Vice-campeã do mundo em 2008 e 2009, a cearense de 30 anos mora atualmente em Ilhéus, na Bahia, mas garante que a casa serve só para trocar de mala. Tem corpo atlético e tatuado, ombros largos e traços fortes. Os joelhos são os mais castigados pelo tempo. Foram três cirurgias, duas no esquerdo e uma no direito. A segunda operação, realizada em 2012, obrigou a atleta a ficar um ano fora das competições. Quando retornou, sofreu outra lesão da qual não teve tempo para se recuperar completamente, o que fez com que fosse rebaixada à divisão de acesso.

No começo do ano passado, Silvana se viu fora da elite do surfe e sem recursos para financiar sua campanha de volta à “série A” do esporte. Então iniciou um projeto de crowdfunding – Silvana Free – a fim de angariar fundos para seguir trabalhando. No entanto, sua carteira virtual pouco encheu, e a empreitada não vingou. Conseguiu apenas R$ 4,5 mil, o que não bancaria nem a primeira etapa. Mas a divulgação despertou outras formas de apoio. Durante a temporada de competições na Austrália, pessoas que souberam do projeto entraram em contato e ofereceram estadia e carro para usar durante os eventos. “Teve um gringo que pagou toda a minha alimentação, tudo isso foi uma ajuda enorme.”

Determinada a voltar à elite, Silvana teve de apelar para outras formas de ganhar dinheiro após a Austrália. Vendeu o carro e o apartamento que tinha no Rio de Janeiro, o que lhe rendeu uma boa quantia. Quando se mudou para a Bahia, teve a ideia de abrir um canil e colocar o buldogue francês que tinha para cruzar. Vendeu os sete filhotes que nasceram e garantiu o restante de seu financiamento. Os resultados vieram, a surfista venceu duas etapas da divisão de acesso e garantiu a vaga no campeonato mundial de 2015.

Depois de tantas manobras, Silvana voltou a fim de brigar pelo título. Começaram as etapas, chegaram as contas, mas o tão esperado patrocínio não veio. Ela conta hoje com alguns apoiadores que cobrem gastos parciais, como pranchas (Silvana usa cerca de 15 por etapa) e equipamentos.

Além dos treinos diários intensivos de academia, uma de suas paixões é cozinhar. Se o hotel em que vai se hospedar não tem cozinha ela se muda para outro. Com um futuro financeiro incerto, Silvana faz planos pessoais. Mesmo com dificuldades, conseguiu dar uma casa para a mãe e ajuda a mantê-la com os sobrinhos no Ceará. Possui uma casa alugada no mesmo Estado e, quando terminar a carreira, pretende viver de aluguel de imóveis.
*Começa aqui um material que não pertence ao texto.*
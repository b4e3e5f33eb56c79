use crate::config::env::{self, EnvKey};
use serde::Deserialize;

#[derive(Clone, Debug, Deserialize)]
pub struct AppConfig {
    pub server_port: u16,
    pub amqp_url: String,
    pub redis_url: String,
    pub minio_url: String,
    pub minio_bucket: String,
    pub minio_access_key: String,
    pub minio_secret_key: String,
    pub whisper_bin: String,
    pub whisper_model: String,
    pub whisper_language: String,
    pub ffmpeg_bin: String,
    pub worker_count: usize,
}

impl AppConfig {
    pub fn new() -> Result<Self, std::env::VarError> {
        Ok(Self {
            server_port: env::get_parsed(EnvKey::ServerPort, 3000),
            amqp_url: env::get(EnvKey::AmqpUrl)?,
            redis_url: env::get(EnvKey::RedisUrl)?,
            minio_url: env::get(EnvKey::MinioUrl)?,
            minio_bucket: env::get(EnvKey::MinioBucket)?,
            minio_access_key: env::get(EnvKey::MinioAccessKey)?,
            minio_secret_key: env::get(EnvKey::MinioSecretKey)?,
            whisper_bin: env::get_or(EnvKey::WhisperBin, "whisper"),
            whisper_model: env::get_or(EnvKey::WhisperModel, "large"),
            whisper_language: env::get_or(EnvKey::WhisperLanguage, "ja"),
            ffmpeg_bin: env::get_or(EnvKey::FfmpegBin, "ffmpeg"),
            worker_count: env::get_parsed(EnvKey::WorkerCount, 2),
        })
    }
}
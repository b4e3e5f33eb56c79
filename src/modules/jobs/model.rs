use serde::{Deserialize, Serialize};
use time::OffsetDateTime;
use uuid::Uuid;

use crate::error::{JobError, PipelineError};
use crate::pipeline::runner::JobResult;

#[derive(Debug, Clone, Copy, PartialEq, Eq, Serialize, Deserialize)]
#[serde(rename_all = "snake_case")]
pub enum JobState {
    Pending,
    Running,
    Succeeded,
    Failed,
}

impl JobState {
    pub fn as_str(&self) -> &'static str {
        match self {
            JobState::Pending => "pending",
            JobState::Running => "running",
            JobState::Succeeded => "succeeded",
            JobState::Failed => "failed",
        }
    }

    pub fn is_terminal(&self) -> bool {
        matches!(self, JobState::Succeeded | JobState::Failed)
    }
}

impl std::fmt::Display for JobState {
    fn fmt(&self, f: &mut std::fmt::Formatter<'_>) -> std::fmt::Result {
        write!(f, "{}", self.as_str())
    }
}

/// One unit of submit-to-completion work. The identity is assigned at
/// creation and immutable; the state only moves forward:
/// Pending → Running → Succeeded | Failed.
#[derive(Debug, Clone, Serialize, Deserialize)]
pub struct Job {
    pub id: Uuid,
    pub input_key: String,
    pub output_key: String,
    pub state: JobState,
    pub result: Option<JobResult>,
    pub error: Option<String>,
    #[serde(with = "time::serde::rfc3339")]
    pub created_at: OffsetDateTime,
    #[serde(with = "time::serde::rfc3339")]
    pub updated_at: OffsetDateTime,
}

impl Job {
    pub fn new(input_key: String, output_key: String) -> Self {
        let now = OffsetDateTime::now_utc();
        Self {
            id: Uuid::new_v4(),
            input_key,
            output_key,
            state: JobState::Pending,
            result: None,
            error: None,
            created_at: now,
            updated_at: now,
        }
    }

    /// Pending → Running. The broker hands each message to one consumer; a
    /// duplicate delivery of the same identity is rejected here.
    pub fn start(&mut self) -> Result<(), JobError> {
        self.transition(JobState::Running)
    }

    /// Running → terminal, recording the payload or the failure message.
    /// This is the single catch boundary for pipeline errors.
    pub fn finish(&mut self, outcome: Result<JobResult, PipelineError>) -> Result<(), JobError> {
        match outcome {
            Ok(result) => {
                self.transition(JobState::Succeeded)?;
                self.result = Some(result);
            }
            Err(e) => {
                self.transition(JobState::Failed)?;
                self.error = Some(e.to_string());
            }
        }
        Ok(())
    }

    fn transition(&mut self, next: JobState) -> Result<(), JobError> {
        let allowed = matches!(
            (self.state, next),
            (JobState::Pending, JobState::Running)
                | (JobState::Running, JobState::Succeeded)
                | (JobState::Running, JobState::Failed)
        );

        if !allowed {
            return Err(JobError::InvalidTransition {
                from: self.state,
                to: next,
            });
        }

        self.state = next;
        self.updated_at = OffsetDateTime::now_utc();
        Ok(())
    }
}
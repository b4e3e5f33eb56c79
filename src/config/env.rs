use std::env;
use std::str::FromStr;

pub enum EnvKey {
    ServerPort,
    AmqpUrl,
    RedisUrl,
    MinioUrl,
    MinioBucket,
    MinioAccessKey,
    MinioSecretKey,
    WhisperBin,
    WhisperModel,
    WhisperLanguage,
    FfmpegBin,
    WorkerCount,
}

impl EnvKey {
    pub fn as_str(&self) -> &'static str {
        match self {
            EnvKey::ServerPort => "APP_PORT",
            EnvKey::AmqpUrl => "AMQP_URL",
            EnvKey::RedisUrl => "REDIS_URL",
            EnvKey::MinioUrl => "MINIO_ENDPOINT",
            EnvKey::MinioBucket => "MINIO_BUCKET_VIDEOS",
            EnvKey::MinioAccessKey => "AWS_ACCESS_KEY_ID",
            EnvKey::MinioSecretKey => "AWS_SECRET_ACCESS_KEY",
            EnvKey::WhisperBin => "WHISPER_BIN",
            EnvKey::WhisperModel => "WHISPER_MODEL",
            EnvKey::WhisperLanguage => "WHISPER_LANGUAGE",
            EnvKey::FfmpegBin => "FFMPEG_BIN",
            EnvKey::WorkerCount => "WORKER_COUNT",
        }
    }
}

pub fn get(key: EnvKey) -> Result<String, env::VarError> {
    env::var(key.as_str())
}

pub fn get_or(key: EnvKey, default: &str) -> String {
    env::var(key.as_str()).unwrap_or_else(|_| default.to_string())
}

pub fn get_parsed<T: FromStr>(key: EnvKey, default: T) -> T {
    match get(key) {
        Ok(val) => val.parse::<T>().unwrap_or(default),
        Err(_) => default,
    }
}
use std::path::Path;

use async_trait::async_trait;
use tokio::process::Command;
use tracing::debug;

use super::segment::{Segment, to_srt};
use crate::config::settings::AppConfig;
use crate::error::RenderError;

/// Burns timed text into video frames.
#[async_trait]
pub trait SubtitleRenderer: Send + Sync {
    /// Composites `segments` onto `input`, writing the result to `output`.
    /// Each segment is overlaid during its own time window; overlapping
    /// windows stack. The output keeps the input's duration.
    async fn render(
        &self,
        input: &Path,
        segments: &[Segment],
        output: &Path,
    ) -> Result<(), RenderError>;
}

// White 24pt captions anchored bottom-center (libass Alignment=2).
const SUBTITLE_STYLE: &str = "FontName=Arial,FontSize=24,PrimaryColour=&HFFFFFF&,Alignment=2";

/// ffmpeg adapter: writes the segments as an SRT cue list and burns it in
/// with the `subtitles` filter. The audio stream is copied untouched.
#[derive(Clone)]
pub struct FfmpegRenderer {
    bin: String,
}

impl FfmpegRenderer {
    pub fn new(config: &AppConfig) -> Self {
        Self {
            bin: config.ffmpeg_bin.clone(),
        }
    }
}

#[async_trait]
impl SubtitleRenderer for FfmpegRenderer {
    async fn render(
        &self,
        input: &Path,
        segments: &[Segment],
        output: &Path,
    ) -> Result<(), RenderError> {
        let srt_path = output.with_extension("srt");
        tokio::fs::write(&srt_path, to_srt(segments)).await?;

        // Workspace paths come from tempfile and contain no characters the
        // filter parser treats specially.
        let filter = format!(
            "subtitles={}:force_style='{}'",
            srt_path.display(),
            SUBTITLE_STYLE
        );

        debug!("Running {} with filter {}", self.bin, filter);

        let result = Command::new(&self.bin)
            .arg("-i")
            .arg(input)
            .args(["-vf", &filter])
            .args(["-c:a", "copy"])
            .arg("-y") // overwrite
            .arg(output)
            .output()
            .await
            .map_err(|e| RenderError::Spawn {
                bin: self.bin.clone(),
                source: e,
            })?;

        if !result.status.success() {
            let stderr = String::from_utf8_lossy(&result.stderr);
            return Err(RenderError::Encode(stderr.trim().to_string()));
        }

        Ok(())
    }
}
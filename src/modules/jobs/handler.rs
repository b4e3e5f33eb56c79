use axum::{
    Json,
    extract::{Path, Query, State},
    http::StatusCode,
    response::{IntoResponse, Response},
};
use uuid::Uuid;

use crate::common::response::ApiError;
use crate::error::JobError;
use crate::modules::jobs::dto::{
    FilenameQuery, TaskCreatedResponse, TaskStatusResponse, UploadUrlResponse,
};
use crate::modules::jobs::service::JobService;
use crate::state::AppState;

fn error_response(e: JobError) -> Response {
    let status = match &e {
        JobError::NotFound(_) => StatusCode::NOT_FOUND,
        JobError::InvalidFilename(_) => StatusCode::BAD_REQUEST,
        _ => StatusCode::INTERNAL_SERVER_ERROR,
    };
    ApiError(e.to_string(), status).into_response()
}

#[utoipa::path(
    post,
    path = "/api/process-video",
    params(
        ("filename" = String, Query, description = "Object name under uploads/ to subtitle")
    ),
    responses(
        (status = 200, description = "Job queued", body = TaskCreatedResponse),
        (status = 400, description = "Invalid filename"),
        (status = 500, description = "Internal Server Error")
    ),
    tag = "Jobs"
)]
pub async fn process_video(
    State(state): State<AppState>,
    Query(query): Query<FilenameQuery>,
) -> impl IntoResponse {
    match JobService::submit(state, &query.filename).await {
        Ok(res) => (StatusCode::OK, Json(res)).into_response(),
        Err(e) => error_response(e),
    }
}

#[utoipa::path(
    get,
    path = "/api/status/{task_id}",
    params(
        ("task_id" = Uuid, Path, description = "Job identity returned by process-video")
    ),
    responses(
        (status = 200, description = "Current job status", body = TaskStatusResponse),
        (status = 404, description = "Unknown task"),
        (status = 500, description = "Internal Server Error")
    ),
    tag = "Jobs"
)]
pub async fn get_status(
    State(state): State<AppState>,
    Path(task_id): Path<Uuid>,
) -> impl IntoResponse {
    match JobService::status(state, task_id).await {
        Ok(res) => (StatusCode::OK, Json(res)).into_response(),
        Err(e) => error_response(e),
    }
}

#[utoipa::path(
    get,
    path = "/api/upload-url",
    params(
        ("filename" = String, Query, description = "Object name to upload under uploads/")
    ),
    responses(
        (status = 200, description = "Presigned upload link", body = UploadUrlResponse),
        (status = 400, description = "Invalid filename"),
        (status = 500, description = "Internal Server Error")
    ),
    tag = "Jobs"
)]
pub async fn get_upload_url(
    State(state): State<AppState>,
    Query(query): Query<FilenameQuery>,
) -> impl IntoResponse {
    match JobService::upload_url(state, &query.filename).await {
        Ok(res) => (StatusCode::OK, Json(res)).into_response(),
        Err(e) => error_response(e),
    }
}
A atleta vê com positividade um possível futuro patrocinador. “Sei que estou passando por uma fase ruim, mas não vou me vender por pouco. Acredito que um dia vá chegar uma grande marca e fazer parte da minha história”, diz.

Batalha sexista
O sexismo impera nas propagandas de marcas de surfe que se dizem “para mulheres”. As surfistas profissionais são comumente exibidas como modelos, vestindo biquínis e fazendo poses sensuais, enquanto os homens surfistas são tratados como profissionais do esporte. A surfista considera que a propaganda é machista. “Poderia pegar uma modelo para fazer esse trabalho e deixar a surfista como profissional. Isso atrapalha a atleta”, afirmou Silvana.
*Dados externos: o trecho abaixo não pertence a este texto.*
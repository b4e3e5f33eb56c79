use thiserror::Error;
use uuid::Uuid;

use crate::modules::jobs::model::JobState;

/// Errors from the blob store leaf (fetch, put, presigned links).
#[derive(Debug, Error)]
pub enum StorageError {
    #[error("object not found: {0}")]
    NotFound(String),

    #[error("download failed for {key}: {message}")]
    Download { key: String, message: String },

    #[error("upload failed for {key}: {message}")]
    Upload { key: String, message: String },

    #[error("presign failed for {key}: {message}")]
    Presign { key: String, message: String },

    #[error("io error: {0}")]
    Io(#[from] std::io::Error),
}

/// Errors from the speech-to-text leaf.
#[derive(Debug, Error)]
pub enum TranscriptionError {
    #[error("failed to spawn {bin}: {source}")]
    Spawn {
        bin: String,
        #[source]
        source: std::io::Error,
    },

    #[error("transcription process failed: {0}")]
    Process(String),

    #[error("transcript output missing: {0}")]
    OutputMissing(String),

    #[error("failed to parse transcript: {0}")]
    Parse(#[from] serde_json::Error),
}

/// Errors from the subtitle compositing leaf.
#[derive(Debug, Error)]
pub enum RenderError {
    #[error("failed to spawn {bin}: {source}")]
    Spawn {
        bin: String,
        #[source]
        source: std::io::Error,
    },

    #[error("encode failed: {0}")]
    Encode(String),

    #[error("io error: {0}")]
    Io(#[from] std::io::Error),
}

/// Any failure inside one pipeline invocation. Caught once, at the worker
/// boundary, and recorded on the job as its Failed state.
#[derive(Debug, Error)]
pub enum PipelineError {
    #[error(transparent)]
    Storage(#[from] StorageError),

    #[error(transparent)]
    Transcription(#[from] TranscriptionError),

    #[error(transparent)]
    Render(#[from] RenderError),
}

/// Errors from the job queue and result store surface.
#[derive(Debug, Error)]
pub enum JobError {
    #[error("task not found: {0}")]
    NotFound(Uuid),

    #[error("invalid filename: {0:?}")]
    InvalidFilename(String),

    #[error("illegal state transition: {from} -> {to}")]
    InvalidTransition { from: JobState, to: JobState },

    #[error("failed to schedule job: {0}")]
    Queue(String),

    #[error("job store error: {0}")]
    Backend(#[from] redis::RedisError),

    #[error("job record encoding error: {0}")]
    Encoding(#[from] serde_json::Error),

    #[error(transparent)]
    Storage(#[from] StorageError),
}
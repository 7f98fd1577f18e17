mod config;
mod handlers;
mod prefs;
mod state;
mod status;
mod worker;

use axum::{
    Router,
    routing::{get, post},
};
use local_ip_address::local_ip;
use std::net::SocketAddr;
use tower_http::trace::TraceLayer;
use tracing::{Level, info};

use crate::config::Settings;
use crate::handlers::{api, web};
use crate::prefs::PrefsStore;
use crate::state::AppState;
use crate::status::StatusStore;
use crate::worker::WorkerRegistry;

#[tokio::main]
async fn main() {
    dotenvy::dotenv().ok();
    let settings = Settings::new().expect("Failed to load configuration");

    tracing_subscriber::fmt()
        .with_env_filter(&settings.log_level)
        .init();

    info!("Starting tubedeck...");

    if !settings.data_dir.exists() {
        std::fs::create_dir_all(&settings.data_dir).expect("Failed to create data directory");
    }

    let state = AppState {
        prefs: PrefsStore::new(&settings.data_dir),
        statuses: StatusStore::new(),
        workers: WorkerRegistry::new(),
        settings: settings.clone(),
    };

    let app = create_app(state);

    let port = settings.server_port;
    let addr = SocketAddr::from(([0, 0, 0, 0], port));
    let local_ip = local_ip().unwrap_or("127.0.0.1".parse().unwrap());
    info!("Listening on http://{}", addr);
    info!("Network address: http://{}:{}", local_ip, port);

    let listener = tokio::net::TcpListener::bind(addr).await.unwrap();
    axum::serve(listener, app).await.unwrap();
}

pub fn create_app(state: AppState) -> Router {
    Router::new()
        .route("/", get(web::index).post(web::submit))
        .route("/status", get(api::status))
        .route("/cancel/{id}", post(api::cancel))
        .layer(
            TraceLayer::new_for_http()
                .make_span_with(tower_http::trace::DefaultMakeSpan::new().level(Level::INFO))
                .on_response(tower_http::trace::DefaultOnResponse::new().level(Level::INFO)),
        )
        .with_state(state)
}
Todos os sete surfistas brasileiros que competem no Circuito Mundial têm suporte financeiro de diversas marcas, além de receberem premiações maiores nas etapas. A quantia dada ao vencedor de cada etapa no masculino é de R$ 300 mil, enquanto no feminino é de R$ 180 mil. Pelos cálculos de Silvana, é necessário desembolsar os mesmos R$ 180 mil para cobrir os gastos anuais. Se vencer uma etapa, a atleta já garante o financiamento do ano inteiro.
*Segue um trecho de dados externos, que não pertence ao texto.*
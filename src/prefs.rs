use serde::{Deserialize, Serialize};
use std::io;
use std::path::PathBuf;
use tracing::info;

const PREFS_FILE: &str = "prefs.json";

#[derive(Debug, Clone, Serialize, Deserialize, PartialEq)]
pub struct Prefs {
    pub download_folder: PathBuf,
}

impl Default for Prefs {
    fn default() -> Self {
        Self {
            download_folder: dirs::download_dir().unwrap_or_else(|| PathBuf::from(".")),
        }
    }
}

/// Persisted user preferences, one JSON file rewritten wholesale on save.
/// No locking; last writer wins.
#[derive(Debug, Clone)]
pub struct PrefsStore {
    path: PathBuf,
}

impl PrefsStore {
    pub fn new(data_dir: &std::path::Path) -> Self {
        Self {
            path: data_dir.join(PREFS_FILE),
        }
    }

    /// Reads the stored preferences, falling back to the platform download
    /// directory when nothing has been saved yet.
    pub fn load(&self) -> io::Result<Prefs> {
        if !self.path.exists() {
            return Ok(Prefs::default());
        }
        let content = std::fs::read_to_string(&self.path)?;
        serde_json::from_str(&content).map_err(io::Error::other)
    }

    pub fn save(&self, prefs: &Prefs) -> io::Result<()> {
        if let Some(parent) = self.path.parent() {
            std::fs::create_dir_all(parent)?;
        }
        let content = serde_json::to_string_pretty(prefs).map_err(io::Error::other)?;
        std::fs::write(&self.path, content)?;
        info!("Saved default download folder: {:?}", prefs.download_folder);
        Ok(())
    }
}

#[cfg(test)]
mod tests {
    use super::*;
    use tempfile::tempdir;

    #[test]
    fn load_without_file_returns_platform_default() {
        let tmp = tempdir().unwrap();
        let store = PrefsStore::new(tmp.path());
        let prefs = store.load().unwrap();
        assert_eq!(prefs, Prefs::default());
    }

    #[test]
    fn save_then_load_roundtrips() {
        let tmp = tempdir().unwrap();
        let store = PrefsStore::new(tmp.path());
        let prefs = Prefs {
            download_folder: PathBuf::from("/tmp/new"),
        };
        store.save(&prefs).unwrap();
        assert_eq!(store.load().unwrap(), prefs);
    }

    #[test]
    fn save_creates_missing_data_dir() {
        let tmp = tempdir().unwrap();
        let store = PrefsStore::new(&tmp.path().join("nested"));
        store
            .save(&Prefs {
                download_folder: PathBuf::from("/tmp/out"),
            })
            .unwrap();
        assert!(tmp.path().join("nested").join(PREFS_FILE).exists());
    }
}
Para Silvana, as surfistas têm dificuldade de se encaixar no mercado. “No Circuito Mundial, há cinco meninas sem patrocínio. As que têm a gente acha que ganham milhões, mas na verdade não ganham nada.” Recentemente, a surfista norte-americana Coco Ho disse em entrevista que as mulheres não merecem tanto quanto os homens no surfe – o que Silvana discorda com veemência. “A gente (homens e mulheres) faz as mesmas viagens, pega o mesmo voo, fica no mesmo hotel e pega as mesmas ondas. Por que não mereceríamos o mesmo?”, questiona.